| Assignment |
For this exercise, copy out each line of the material below that includes "ProfileVariant".
*** Block opens ***
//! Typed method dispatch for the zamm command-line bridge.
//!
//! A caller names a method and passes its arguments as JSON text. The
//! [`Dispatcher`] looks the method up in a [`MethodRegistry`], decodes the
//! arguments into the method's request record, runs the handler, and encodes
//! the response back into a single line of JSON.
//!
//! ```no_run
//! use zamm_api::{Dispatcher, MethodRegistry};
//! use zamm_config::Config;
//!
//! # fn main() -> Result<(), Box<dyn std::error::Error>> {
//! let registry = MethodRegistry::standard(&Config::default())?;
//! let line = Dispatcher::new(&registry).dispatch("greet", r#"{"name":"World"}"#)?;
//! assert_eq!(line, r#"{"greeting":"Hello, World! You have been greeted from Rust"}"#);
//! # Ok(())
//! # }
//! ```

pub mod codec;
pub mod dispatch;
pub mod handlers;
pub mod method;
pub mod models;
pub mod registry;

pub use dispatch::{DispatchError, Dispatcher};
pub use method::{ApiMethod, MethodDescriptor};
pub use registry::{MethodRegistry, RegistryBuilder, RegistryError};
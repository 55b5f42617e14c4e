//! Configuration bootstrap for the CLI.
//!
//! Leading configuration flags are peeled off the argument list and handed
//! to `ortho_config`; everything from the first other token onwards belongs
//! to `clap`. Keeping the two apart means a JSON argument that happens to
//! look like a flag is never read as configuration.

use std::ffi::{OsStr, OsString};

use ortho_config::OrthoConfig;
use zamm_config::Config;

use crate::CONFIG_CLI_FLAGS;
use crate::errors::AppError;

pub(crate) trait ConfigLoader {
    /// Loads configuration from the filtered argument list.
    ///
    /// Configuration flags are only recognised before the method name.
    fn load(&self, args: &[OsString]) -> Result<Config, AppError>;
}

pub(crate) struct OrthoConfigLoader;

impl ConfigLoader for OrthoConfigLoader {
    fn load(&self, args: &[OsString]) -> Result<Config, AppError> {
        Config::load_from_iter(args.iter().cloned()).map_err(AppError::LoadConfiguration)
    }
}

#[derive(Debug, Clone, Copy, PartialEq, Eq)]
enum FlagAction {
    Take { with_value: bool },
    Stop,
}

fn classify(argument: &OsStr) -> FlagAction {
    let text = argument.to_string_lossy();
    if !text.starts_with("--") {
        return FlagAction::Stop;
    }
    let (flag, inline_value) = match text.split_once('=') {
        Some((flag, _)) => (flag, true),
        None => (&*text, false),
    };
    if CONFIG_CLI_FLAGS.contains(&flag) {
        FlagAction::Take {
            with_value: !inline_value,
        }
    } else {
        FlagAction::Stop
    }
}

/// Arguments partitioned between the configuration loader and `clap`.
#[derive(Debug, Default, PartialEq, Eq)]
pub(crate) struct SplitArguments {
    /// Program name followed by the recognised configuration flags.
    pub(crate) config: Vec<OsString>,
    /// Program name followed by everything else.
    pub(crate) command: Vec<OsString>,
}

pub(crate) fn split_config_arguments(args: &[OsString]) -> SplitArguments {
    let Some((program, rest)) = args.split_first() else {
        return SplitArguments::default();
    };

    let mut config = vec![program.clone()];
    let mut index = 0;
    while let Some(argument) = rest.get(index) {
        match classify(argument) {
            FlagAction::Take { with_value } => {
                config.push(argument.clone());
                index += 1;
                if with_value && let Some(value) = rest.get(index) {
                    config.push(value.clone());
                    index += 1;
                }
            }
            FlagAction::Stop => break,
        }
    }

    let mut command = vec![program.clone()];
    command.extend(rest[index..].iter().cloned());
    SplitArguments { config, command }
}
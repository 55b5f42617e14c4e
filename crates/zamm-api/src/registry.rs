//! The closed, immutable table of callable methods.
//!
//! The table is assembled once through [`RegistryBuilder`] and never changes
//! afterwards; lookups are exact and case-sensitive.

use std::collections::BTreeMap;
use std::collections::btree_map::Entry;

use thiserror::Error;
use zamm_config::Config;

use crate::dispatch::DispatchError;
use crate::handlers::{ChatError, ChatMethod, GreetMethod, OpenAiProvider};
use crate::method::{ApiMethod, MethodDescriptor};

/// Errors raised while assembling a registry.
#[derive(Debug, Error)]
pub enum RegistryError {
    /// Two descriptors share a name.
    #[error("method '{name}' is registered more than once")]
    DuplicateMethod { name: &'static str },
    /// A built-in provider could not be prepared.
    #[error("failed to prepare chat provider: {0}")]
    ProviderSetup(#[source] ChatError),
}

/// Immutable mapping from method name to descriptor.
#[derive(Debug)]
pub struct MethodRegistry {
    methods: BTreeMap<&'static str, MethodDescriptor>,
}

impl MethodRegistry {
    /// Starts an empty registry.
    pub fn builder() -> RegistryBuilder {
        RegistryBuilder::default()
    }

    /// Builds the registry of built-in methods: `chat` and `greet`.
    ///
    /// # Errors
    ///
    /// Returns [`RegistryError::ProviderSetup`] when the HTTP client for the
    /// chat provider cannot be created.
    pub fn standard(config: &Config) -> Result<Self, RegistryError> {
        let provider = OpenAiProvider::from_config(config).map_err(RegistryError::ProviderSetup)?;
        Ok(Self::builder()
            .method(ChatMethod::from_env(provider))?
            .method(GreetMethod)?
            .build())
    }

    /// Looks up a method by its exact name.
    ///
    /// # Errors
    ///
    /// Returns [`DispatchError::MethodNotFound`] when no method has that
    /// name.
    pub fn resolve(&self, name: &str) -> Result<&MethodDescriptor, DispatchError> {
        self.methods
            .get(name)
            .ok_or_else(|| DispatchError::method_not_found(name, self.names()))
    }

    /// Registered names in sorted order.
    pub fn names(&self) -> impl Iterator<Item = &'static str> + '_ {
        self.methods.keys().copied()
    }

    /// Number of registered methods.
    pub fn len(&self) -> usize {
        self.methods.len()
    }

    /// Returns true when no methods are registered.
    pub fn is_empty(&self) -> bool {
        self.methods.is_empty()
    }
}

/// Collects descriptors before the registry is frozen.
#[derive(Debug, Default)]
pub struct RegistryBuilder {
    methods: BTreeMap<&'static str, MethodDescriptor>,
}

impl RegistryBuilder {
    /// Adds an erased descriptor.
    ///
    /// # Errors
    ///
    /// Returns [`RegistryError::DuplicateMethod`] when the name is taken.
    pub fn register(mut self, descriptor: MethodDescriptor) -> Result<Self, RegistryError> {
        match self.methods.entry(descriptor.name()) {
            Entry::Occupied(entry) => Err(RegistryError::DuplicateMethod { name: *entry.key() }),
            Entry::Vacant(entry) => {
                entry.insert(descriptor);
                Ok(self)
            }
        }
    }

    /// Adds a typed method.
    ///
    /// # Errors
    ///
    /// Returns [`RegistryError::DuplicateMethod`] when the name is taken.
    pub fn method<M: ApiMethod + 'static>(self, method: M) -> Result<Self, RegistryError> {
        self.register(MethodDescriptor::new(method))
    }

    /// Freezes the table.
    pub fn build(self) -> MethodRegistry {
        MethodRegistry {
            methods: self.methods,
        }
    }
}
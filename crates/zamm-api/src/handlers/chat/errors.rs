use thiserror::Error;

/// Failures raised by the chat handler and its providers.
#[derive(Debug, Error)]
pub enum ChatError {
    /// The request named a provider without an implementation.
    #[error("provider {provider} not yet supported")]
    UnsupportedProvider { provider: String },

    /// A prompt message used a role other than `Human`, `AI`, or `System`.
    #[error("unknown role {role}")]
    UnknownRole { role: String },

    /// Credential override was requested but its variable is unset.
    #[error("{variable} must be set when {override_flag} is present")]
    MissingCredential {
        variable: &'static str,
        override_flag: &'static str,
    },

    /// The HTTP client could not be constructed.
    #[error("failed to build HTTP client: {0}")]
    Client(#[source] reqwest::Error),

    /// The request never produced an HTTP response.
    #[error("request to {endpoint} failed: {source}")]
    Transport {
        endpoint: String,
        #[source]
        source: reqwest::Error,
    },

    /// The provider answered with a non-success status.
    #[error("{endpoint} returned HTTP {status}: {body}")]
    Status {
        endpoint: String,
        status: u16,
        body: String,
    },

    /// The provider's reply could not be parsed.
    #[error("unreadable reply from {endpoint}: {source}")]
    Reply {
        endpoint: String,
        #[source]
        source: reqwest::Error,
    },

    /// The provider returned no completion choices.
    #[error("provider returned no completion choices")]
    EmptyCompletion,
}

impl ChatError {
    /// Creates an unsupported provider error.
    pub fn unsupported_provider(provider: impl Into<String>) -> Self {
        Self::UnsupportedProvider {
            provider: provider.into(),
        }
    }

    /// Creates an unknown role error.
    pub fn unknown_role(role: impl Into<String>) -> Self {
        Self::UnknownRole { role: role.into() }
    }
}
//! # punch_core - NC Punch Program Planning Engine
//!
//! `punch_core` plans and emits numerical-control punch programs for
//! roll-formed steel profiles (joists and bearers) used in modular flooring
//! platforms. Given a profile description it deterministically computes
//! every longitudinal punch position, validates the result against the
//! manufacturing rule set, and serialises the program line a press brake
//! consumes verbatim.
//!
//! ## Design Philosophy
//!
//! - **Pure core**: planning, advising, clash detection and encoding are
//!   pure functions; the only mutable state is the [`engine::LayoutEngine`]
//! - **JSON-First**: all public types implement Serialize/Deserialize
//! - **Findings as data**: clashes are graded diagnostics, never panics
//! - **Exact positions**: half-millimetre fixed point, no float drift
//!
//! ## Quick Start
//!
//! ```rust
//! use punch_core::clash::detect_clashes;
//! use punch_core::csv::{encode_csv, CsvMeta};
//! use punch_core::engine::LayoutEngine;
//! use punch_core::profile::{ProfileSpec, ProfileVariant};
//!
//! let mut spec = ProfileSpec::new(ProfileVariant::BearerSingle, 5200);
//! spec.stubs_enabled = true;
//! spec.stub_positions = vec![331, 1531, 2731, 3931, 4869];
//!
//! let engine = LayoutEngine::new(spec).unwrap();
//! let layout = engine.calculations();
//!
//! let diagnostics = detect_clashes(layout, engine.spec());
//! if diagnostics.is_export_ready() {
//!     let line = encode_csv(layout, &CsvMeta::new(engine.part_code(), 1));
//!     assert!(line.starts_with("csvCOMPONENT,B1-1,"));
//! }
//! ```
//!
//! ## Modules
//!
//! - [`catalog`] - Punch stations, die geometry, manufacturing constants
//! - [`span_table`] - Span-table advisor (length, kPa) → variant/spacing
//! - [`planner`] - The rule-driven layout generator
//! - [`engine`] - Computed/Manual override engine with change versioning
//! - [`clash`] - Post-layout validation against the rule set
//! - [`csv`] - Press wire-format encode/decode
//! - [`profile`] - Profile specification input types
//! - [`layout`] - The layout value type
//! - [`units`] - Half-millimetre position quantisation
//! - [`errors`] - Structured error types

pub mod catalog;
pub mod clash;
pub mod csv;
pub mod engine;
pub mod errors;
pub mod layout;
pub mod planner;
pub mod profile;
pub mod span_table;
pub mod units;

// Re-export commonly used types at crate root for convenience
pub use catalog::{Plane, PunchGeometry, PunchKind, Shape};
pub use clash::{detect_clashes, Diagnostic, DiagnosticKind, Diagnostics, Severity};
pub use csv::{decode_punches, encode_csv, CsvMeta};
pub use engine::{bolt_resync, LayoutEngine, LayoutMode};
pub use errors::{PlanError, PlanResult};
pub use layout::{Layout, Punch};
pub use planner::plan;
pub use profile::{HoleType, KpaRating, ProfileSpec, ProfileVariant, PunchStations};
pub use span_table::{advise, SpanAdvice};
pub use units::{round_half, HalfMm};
*** Block closes ***
| Solution to this task |
//! use punch_core::profile::{ProfileSpec, ProfileVariant};
//! let mut spec = ProfileSpec::new(ProfileVariant::BearerSingle, 5200);
pub use profile::{HoleType, KpaRating, ProfileSpec, ProfileVariant, PunchStations};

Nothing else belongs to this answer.